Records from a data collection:

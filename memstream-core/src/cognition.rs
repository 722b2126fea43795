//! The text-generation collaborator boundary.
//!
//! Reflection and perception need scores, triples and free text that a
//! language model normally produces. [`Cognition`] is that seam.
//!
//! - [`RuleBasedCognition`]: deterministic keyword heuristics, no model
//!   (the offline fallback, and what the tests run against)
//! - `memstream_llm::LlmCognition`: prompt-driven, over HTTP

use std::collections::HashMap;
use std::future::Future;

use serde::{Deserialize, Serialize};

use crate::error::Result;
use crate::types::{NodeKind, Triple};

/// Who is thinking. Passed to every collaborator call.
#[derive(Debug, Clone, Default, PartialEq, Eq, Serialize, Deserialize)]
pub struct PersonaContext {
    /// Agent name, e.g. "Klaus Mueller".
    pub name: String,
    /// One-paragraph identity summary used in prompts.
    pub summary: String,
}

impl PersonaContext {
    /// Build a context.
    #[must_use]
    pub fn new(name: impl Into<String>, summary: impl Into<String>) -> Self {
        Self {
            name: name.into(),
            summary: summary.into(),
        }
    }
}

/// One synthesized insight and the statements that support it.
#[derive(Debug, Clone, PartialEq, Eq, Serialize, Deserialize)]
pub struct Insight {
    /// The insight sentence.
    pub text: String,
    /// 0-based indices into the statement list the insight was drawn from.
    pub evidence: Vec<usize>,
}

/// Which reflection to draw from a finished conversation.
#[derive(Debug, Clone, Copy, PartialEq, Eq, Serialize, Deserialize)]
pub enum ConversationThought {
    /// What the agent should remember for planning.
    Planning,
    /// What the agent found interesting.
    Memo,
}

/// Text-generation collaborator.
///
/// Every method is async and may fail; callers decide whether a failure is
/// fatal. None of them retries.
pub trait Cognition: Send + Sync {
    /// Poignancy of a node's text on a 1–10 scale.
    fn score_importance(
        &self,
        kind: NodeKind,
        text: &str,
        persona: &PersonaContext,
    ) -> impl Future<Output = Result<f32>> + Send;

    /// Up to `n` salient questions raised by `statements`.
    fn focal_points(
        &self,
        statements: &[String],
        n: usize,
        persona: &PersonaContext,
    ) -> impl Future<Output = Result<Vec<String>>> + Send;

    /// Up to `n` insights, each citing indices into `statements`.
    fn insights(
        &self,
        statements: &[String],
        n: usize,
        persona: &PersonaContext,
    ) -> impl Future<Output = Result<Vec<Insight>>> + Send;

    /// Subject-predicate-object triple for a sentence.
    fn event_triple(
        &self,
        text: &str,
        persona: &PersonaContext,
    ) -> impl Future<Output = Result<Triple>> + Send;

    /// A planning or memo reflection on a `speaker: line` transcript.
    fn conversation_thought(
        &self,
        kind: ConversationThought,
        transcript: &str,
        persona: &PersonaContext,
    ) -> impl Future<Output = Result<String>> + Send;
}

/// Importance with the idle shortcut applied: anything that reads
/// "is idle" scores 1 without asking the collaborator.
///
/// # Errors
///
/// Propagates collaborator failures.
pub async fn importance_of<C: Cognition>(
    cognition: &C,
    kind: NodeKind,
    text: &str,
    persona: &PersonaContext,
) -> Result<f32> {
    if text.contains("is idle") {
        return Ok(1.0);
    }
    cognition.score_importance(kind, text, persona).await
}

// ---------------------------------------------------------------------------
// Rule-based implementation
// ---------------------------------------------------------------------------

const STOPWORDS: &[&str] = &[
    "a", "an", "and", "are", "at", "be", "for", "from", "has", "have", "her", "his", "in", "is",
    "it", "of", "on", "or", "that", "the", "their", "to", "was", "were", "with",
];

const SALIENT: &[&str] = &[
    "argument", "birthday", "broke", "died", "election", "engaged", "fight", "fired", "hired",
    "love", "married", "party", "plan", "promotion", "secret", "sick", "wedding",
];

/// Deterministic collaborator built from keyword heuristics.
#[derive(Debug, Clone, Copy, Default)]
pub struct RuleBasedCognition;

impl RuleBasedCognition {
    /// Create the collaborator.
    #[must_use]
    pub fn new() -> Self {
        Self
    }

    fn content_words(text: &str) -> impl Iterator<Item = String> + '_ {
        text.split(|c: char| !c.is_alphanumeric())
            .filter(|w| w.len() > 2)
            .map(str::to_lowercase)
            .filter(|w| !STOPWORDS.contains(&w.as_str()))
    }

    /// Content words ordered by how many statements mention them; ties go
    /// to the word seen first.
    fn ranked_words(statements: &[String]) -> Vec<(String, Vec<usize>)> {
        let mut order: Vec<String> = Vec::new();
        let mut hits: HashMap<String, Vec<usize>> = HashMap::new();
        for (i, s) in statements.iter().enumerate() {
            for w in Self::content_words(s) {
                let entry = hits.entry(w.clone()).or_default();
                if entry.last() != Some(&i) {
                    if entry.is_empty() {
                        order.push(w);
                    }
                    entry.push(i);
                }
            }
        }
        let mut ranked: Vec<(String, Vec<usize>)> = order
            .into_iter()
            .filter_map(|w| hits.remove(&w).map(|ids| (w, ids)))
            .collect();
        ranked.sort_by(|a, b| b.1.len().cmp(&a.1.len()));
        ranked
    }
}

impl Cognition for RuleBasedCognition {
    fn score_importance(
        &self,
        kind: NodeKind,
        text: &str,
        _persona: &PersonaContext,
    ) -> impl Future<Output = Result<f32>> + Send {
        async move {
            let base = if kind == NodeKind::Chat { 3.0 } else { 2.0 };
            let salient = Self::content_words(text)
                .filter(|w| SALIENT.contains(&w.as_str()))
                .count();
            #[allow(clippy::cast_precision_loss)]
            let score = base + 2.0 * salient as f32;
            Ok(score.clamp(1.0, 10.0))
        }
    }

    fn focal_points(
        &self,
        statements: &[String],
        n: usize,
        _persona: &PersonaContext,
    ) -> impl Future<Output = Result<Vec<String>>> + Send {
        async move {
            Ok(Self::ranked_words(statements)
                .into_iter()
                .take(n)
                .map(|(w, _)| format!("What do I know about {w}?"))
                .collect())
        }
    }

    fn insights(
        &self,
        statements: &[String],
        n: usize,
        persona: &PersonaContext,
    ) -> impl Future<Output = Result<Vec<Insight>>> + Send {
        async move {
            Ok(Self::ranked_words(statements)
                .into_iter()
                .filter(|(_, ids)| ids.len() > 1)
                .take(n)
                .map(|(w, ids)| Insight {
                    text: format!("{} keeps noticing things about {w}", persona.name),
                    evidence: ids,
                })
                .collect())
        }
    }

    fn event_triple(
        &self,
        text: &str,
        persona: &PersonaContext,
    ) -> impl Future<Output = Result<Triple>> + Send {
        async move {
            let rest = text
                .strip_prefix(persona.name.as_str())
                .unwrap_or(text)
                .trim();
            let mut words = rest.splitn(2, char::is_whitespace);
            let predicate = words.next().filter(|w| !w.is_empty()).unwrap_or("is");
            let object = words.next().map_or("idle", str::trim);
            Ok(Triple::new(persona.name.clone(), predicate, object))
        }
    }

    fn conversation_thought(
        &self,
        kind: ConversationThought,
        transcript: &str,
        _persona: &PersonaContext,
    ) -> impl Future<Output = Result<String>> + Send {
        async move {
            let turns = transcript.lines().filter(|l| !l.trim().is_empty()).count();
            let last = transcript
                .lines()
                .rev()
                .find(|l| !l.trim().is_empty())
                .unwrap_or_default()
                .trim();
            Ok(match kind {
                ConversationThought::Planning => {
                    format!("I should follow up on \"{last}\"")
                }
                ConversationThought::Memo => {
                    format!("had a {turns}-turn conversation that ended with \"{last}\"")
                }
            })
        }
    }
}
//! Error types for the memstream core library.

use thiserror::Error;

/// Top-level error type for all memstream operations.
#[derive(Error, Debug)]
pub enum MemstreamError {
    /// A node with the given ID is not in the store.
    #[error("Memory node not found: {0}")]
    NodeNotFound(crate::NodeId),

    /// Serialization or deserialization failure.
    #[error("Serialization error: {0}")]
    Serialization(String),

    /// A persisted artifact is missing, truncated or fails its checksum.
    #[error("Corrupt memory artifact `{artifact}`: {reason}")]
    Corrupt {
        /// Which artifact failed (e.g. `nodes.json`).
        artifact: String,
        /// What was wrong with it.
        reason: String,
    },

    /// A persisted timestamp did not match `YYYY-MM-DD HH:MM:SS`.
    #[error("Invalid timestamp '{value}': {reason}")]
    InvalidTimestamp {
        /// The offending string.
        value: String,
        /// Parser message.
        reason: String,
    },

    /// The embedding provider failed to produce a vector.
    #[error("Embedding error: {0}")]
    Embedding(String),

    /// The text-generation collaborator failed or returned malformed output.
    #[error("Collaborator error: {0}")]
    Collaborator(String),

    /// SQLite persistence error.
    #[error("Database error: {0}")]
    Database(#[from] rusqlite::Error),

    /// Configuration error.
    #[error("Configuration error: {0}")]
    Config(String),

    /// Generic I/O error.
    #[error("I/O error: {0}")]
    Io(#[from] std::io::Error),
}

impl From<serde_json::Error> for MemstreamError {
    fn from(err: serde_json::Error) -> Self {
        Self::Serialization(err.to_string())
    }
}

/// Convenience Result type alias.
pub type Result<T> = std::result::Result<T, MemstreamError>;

==

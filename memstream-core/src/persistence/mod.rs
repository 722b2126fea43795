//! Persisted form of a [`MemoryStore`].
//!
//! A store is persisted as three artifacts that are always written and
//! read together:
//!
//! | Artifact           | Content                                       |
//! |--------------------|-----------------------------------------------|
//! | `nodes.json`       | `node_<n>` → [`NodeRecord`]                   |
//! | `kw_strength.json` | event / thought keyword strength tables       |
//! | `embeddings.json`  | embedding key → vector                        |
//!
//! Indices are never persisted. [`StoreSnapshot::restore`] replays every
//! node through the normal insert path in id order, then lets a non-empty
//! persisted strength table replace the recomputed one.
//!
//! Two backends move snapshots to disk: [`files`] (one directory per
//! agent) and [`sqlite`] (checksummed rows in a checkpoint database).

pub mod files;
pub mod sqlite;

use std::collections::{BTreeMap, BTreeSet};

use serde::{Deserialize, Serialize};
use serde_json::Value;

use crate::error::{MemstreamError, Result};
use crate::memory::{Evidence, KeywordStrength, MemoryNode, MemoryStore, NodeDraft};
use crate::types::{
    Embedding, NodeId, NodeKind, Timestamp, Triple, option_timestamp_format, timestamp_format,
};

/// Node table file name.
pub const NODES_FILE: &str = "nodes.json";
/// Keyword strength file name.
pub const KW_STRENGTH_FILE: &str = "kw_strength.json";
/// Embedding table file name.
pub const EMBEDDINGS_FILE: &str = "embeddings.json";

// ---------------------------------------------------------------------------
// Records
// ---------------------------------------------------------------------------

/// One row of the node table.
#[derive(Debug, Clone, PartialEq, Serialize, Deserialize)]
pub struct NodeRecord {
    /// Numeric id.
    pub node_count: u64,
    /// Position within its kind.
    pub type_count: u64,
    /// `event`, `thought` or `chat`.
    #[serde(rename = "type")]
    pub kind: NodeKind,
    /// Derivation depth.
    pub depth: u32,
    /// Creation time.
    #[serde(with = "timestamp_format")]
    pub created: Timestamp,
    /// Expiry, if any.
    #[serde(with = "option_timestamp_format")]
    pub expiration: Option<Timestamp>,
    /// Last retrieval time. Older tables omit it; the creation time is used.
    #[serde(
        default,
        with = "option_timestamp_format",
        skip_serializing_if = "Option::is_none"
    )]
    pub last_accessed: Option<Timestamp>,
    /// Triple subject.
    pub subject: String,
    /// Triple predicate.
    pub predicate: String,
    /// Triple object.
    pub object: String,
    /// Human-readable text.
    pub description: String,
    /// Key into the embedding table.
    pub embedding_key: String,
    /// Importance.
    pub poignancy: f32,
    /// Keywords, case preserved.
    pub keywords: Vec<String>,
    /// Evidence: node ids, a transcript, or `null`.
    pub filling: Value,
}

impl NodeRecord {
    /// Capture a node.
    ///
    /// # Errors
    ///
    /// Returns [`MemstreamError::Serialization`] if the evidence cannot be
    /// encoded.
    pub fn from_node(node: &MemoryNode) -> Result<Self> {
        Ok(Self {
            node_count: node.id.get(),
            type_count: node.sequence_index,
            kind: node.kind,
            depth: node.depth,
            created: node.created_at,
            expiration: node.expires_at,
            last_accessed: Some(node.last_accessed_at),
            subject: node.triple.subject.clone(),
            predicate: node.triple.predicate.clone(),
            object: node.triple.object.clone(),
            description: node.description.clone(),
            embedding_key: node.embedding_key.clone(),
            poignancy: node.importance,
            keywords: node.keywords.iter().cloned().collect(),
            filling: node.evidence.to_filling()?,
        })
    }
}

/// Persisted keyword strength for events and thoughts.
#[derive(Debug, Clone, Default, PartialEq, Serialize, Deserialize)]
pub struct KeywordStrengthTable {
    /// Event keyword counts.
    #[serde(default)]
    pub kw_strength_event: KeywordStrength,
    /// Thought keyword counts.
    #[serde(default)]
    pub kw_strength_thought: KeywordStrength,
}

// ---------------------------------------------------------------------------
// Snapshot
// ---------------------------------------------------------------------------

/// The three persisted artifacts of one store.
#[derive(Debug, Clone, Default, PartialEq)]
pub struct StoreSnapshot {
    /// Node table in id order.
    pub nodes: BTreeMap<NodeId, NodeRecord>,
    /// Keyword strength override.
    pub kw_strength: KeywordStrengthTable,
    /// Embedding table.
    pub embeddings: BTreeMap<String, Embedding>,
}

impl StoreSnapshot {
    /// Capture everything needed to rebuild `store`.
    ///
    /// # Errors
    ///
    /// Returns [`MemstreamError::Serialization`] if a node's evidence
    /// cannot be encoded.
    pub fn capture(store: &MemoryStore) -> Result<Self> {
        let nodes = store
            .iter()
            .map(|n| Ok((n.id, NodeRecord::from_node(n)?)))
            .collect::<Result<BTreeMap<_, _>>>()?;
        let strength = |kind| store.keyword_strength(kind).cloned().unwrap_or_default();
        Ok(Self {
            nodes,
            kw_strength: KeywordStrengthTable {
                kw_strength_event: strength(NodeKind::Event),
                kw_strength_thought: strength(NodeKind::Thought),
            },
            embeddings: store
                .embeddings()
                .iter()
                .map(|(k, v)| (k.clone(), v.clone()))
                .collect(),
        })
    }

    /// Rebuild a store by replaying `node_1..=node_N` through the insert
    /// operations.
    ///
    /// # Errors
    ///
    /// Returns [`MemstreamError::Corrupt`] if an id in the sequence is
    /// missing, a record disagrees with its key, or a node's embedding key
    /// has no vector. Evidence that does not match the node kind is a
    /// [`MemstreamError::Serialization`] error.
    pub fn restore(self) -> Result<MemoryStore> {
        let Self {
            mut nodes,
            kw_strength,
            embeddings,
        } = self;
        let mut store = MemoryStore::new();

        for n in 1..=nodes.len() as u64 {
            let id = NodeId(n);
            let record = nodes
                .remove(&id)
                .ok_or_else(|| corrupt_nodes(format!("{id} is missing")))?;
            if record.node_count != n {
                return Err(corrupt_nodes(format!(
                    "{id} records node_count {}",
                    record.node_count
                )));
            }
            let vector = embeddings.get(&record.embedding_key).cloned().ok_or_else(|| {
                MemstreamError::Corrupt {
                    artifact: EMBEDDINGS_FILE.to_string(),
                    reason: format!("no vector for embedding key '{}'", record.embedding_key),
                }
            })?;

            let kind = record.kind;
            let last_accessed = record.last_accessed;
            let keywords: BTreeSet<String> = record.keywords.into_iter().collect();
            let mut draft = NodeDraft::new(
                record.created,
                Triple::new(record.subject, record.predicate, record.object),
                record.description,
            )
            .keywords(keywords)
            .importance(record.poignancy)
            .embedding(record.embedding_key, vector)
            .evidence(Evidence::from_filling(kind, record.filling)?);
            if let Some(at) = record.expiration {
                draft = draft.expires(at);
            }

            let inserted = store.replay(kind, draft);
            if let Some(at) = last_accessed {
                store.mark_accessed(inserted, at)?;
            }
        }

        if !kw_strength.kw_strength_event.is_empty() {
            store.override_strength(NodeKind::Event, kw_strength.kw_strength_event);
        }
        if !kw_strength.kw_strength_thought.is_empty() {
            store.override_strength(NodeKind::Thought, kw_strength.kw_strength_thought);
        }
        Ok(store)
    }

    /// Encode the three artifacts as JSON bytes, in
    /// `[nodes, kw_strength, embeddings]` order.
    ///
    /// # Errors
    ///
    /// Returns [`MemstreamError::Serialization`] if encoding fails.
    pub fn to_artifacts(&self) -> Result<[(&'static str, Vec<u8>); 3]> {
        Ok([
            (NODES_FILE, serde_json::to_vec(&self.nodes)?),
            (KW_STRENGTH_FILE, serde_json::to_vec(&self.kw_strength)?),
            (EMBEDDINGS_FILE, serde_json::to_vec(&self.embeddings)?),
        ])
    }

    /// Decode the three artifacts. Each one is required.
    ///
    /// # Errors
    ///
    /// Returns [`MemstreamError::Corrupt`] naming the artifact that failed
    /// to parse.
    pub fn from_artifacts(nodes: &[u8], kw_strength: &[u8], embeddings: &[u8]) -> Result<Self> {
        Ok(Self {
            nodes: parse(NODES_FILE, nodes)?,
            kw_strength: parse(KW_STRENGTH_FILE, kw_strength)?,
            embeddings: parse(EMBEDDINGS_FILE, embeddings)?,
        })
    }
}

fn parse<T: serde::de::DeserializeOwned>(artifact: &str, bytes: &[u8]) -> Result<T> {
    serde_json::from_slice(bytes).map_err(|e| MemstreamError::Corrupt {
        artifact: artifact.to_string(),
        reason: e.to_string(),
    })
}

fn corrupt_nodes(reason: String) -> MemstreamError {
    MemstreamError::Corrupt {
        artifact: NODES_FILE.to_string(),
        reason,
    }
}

--

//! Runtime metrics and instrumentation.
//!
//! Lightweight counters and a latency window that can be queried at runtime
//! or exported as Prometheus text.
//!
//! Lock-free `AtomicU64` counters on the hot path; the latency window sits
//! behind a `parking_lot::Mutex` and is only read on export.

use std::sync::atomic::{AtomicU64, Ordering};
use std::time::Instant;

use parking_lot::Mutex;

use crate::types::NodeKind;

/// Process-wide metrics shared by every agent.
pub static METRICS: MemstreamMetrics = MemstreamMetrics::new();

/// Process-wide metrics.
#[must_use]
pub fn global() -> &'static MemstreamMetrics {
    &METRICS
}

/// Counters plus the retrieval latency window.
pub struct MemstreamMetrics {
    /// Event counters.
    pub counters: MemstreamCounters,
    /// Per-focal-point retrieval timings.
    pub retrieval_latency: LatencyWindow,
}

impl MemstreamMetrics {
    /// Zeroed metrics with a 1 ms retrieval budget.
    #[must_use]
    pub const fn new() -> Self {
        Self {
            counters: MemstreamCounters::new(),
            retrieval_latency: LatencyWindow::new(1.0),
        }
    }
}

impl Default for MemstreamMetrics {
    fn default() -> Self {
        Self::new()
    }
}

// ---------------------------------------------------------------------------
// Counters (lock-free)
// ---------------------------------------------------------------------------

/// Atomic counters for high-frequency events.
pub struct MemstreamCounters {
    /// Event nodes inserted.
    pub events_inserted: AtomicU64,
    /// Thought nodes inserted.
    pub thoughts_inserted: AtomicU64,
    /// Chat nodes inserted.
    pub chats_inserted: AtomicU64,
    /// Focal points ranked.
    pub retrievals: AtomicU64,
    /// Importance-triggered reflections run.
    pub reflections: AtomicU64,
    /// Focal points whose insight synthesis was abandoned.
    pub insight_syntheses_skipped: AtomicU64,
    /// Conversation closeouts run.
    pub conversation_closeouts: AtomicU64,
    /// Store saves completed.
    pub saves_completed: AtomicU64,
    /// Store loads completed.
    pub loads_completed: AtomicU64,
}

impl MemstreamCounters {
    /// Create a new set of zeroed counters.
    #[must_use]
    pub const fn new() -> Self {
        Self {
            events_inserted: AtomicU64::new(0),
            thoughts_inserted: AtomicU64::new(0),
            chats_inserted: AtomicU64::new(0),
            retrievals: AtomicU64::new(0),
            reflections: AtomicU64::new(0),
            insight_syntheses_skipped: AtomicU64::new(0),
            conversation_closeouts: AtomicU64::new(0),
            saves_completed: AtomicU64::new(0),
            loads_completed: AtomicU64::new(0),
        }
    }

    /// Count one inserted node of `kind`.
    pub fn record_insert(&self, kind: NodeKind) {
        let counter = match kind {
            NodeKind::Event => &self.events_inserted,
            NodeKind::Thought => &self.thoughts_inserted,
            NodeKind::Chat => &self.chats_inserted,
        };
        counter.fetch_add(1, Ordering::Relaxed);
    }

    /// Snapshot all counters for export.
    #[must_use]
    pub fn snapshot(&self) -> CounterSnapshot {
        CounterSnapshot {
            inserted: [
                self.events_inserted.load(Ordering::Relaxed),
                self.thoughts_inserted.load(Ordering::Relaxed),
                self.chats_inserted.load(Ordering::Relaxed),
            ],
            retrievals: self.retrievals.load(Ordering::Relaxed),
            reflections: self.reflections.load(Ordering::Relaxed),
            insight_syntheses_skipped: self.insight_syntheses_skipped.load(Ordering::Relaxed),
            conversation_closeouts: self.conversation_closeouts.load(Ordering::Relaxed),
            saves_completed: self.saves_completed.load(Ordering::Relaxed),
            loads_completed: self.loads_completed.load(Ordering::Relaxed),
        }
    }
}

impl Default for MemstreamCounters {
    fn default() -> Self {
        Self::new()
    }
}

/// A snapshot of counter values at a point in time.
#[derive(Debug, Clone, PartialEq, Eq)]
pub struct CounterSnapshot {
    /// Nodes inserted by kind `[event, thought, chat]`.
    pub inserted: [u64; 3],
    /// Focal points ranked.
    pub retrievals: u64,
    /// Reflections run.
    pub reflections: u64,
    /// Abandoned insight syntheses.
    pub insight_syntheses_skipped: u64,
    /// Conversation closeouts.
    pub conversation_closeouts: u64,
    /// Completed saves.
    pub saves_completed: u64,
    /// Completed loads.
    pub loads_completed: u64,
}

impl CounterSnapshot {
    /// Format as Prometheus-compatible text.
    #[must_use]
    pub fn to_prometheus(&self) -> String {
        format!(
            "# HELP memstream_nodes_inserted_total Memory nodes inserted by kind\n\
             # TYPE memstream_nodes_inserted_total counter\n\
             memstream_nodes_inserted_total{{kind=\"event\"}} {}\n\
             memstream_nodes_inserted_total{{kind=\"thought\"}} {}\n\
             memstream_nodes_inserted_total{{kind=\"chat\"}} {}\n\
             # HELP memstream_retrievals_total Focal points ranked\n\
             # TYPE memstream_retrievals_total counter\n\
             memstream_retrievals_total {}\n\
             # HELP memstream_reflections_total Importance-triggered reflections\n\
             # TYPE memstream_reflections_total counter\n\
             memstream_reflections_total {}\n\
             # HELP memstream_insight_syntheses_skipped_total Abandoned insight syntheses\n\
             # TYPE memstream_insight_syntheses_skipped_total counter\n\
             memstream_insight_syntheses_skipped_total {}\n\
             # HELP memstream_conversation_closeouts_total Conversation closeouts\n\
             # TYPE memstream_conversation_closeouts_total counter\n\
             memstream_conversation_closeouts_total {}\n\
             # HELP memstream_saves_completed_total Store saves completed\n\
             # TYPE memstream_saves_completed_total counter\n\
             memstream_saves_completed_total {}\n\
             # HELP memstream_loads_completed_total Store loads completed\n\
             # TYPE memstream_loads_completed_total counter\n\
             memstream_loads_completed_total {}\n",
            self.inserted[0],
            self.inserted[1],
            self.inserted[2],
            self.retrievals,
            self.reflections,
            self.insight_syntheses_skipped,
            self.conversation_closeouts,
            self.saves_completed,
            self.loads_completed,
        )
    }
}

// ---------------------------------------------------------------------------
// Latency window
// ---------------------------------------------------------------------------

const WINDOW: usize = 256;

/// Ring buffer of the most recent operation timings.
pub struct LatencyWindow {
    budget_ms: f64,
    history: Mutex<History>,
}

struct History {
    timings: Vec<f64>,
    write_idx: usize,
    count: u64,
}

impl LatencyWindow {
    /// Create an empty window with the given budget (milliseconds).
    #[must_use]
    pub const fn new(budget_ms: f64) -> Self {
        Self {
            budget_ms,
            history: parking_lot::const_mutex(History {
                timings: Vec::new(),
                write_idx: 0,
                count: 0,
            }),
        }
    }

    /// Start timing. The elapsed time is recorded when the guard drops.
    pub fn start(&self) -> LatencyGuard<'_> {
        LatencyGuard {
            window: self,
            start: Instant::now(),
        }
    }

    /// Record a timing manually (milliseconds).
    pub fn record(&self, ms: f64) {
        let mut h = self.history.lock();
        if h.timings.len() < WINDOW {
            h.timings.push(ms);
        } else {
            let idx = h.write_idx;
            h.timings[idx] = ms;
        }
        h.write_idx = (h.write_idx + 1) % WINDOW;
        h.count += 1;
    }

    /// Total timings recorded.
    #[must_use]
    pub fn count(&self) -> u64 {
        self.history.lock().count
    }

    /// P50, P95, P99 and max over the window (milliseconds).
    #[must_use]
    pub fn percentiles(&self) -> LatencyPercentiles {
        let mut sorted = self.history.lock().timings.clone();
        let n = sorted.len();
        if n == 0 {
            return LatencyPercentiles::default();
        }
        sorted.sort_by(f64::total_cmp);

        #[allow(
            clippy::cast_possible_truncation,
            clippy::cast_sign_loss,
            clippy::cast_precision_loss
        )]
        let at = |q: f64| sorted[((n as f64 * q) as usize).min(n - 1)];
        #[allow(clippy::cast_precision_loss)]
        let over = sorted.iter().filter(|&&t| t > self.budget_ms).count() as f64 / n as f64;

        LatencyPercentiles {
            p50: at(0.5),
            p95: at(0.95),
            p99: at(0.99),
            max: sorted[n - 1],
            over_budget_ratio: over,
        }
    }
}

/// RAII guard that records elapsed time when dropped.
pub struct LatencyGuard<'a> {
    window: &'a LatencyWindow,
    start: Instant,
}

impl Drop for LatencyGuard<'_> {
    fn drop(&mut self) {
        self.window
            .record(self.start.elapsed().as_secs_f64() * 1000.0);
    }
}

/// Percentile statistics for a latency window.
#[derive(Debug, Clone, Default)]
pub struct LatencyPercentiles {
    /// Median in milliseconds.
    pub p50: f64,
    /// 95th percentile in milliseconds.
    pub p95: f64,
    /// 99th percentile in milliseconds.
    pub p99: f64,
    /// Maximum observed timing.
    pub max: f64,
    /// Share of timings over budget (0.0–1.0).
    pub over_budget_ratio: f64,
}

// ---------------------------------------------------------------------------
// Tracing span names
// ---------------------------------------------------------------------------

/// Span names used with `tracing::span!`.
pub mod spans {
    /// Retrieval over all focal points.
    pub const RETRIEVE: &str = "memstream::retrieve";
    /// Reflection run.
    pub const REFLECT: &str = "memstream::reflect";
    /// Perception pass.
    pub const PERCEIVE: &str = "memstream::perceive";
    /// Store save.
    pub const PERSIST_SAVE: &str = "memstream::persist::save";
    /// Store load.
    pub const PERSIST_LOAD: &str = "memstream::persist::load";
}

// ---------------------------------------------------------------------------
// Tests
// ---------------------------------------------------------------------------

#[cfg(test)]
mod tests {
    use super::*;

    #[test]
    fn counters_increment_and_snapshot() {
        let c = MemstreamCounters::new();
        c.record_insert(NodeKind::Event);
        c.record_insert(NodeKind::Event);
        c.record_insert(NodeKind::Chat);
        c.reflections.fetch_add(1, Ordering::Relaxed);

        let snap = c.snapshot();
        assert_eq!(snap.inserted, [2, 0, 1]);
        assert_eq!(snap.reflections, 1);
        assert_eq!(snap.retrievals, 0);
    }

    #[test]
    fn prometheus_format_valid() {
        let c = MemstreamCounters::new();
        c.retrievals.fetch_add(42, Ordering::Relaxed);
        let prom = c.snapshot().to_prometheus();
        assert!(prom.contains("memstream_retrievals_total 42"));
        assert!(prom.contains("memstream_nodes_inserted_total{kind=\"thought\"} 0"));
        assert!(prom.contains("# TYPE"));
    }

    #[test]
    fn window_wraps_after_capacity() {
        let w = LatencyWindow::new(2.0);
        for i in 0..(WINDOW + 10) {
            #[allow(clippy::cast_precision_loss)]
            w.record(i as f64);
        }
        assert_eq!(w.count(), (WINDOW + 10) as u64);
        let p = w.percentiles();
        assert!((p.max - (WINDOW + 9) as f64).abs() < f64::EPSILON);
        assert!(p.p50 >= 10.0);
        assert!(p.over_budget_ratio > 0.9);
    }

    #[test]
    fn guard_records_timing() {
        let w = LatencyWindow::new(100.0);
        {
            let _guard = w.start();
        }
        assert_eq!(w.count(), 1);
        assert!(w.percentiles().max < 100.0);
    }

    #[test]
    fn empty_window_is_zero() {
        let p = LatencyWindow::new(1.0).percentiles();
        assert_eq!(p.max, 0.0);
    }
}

Requirement:
Produce only the lines from the line containing "filename memstream-core/src/cognition.rs" through the line containing "that support it.", inclusive of both, exactly as they stand in the entries above.

Solution:
filename memstream-core/src/cognition.rs
repository 722b2126fea43795
//! The text-generation collaborator boundary.
//!
//! Reflection and perception need scores, triples and free text that a
//! language model normally produces. [`Cognition`] is that seam.
//!
//! - [`RuleBasedCognition`]: deterministic keyword heuristics, no model
//!   (the offline fallback, and what the tests run against)
//! - `memstream_llm::LlmCognition`: prompt-driven, over HTTP

use std::collections::HashMap;
use std::future::Future;

use serde::{Deserialize, Serialize};

use crate::error::Result;
use crate::types::{NodeKind, Triple};

/// Who is thinking. Passed to every collaborator call.
#[derive(Debug, Clone, Default, PartialEq, Eq, Serialize, Deserialize)]
pub struct PersonaContext {
    /// Agent name, e.g. "Klaus Mueller".
    pub name: String,
    /// One-paragraph identity summary used in prompts.
    pub summary: String,
}

impl PersonaContext {
    /// Build a context.
    #[must_use]
    pub fn new(name: impl Into<String>, summary: impl Into<String>) -> Self {
        Self {
            name: name.into(),
            summary: summary.into(),
        }
    }
}

/// One synthesized insight and the statements that support it.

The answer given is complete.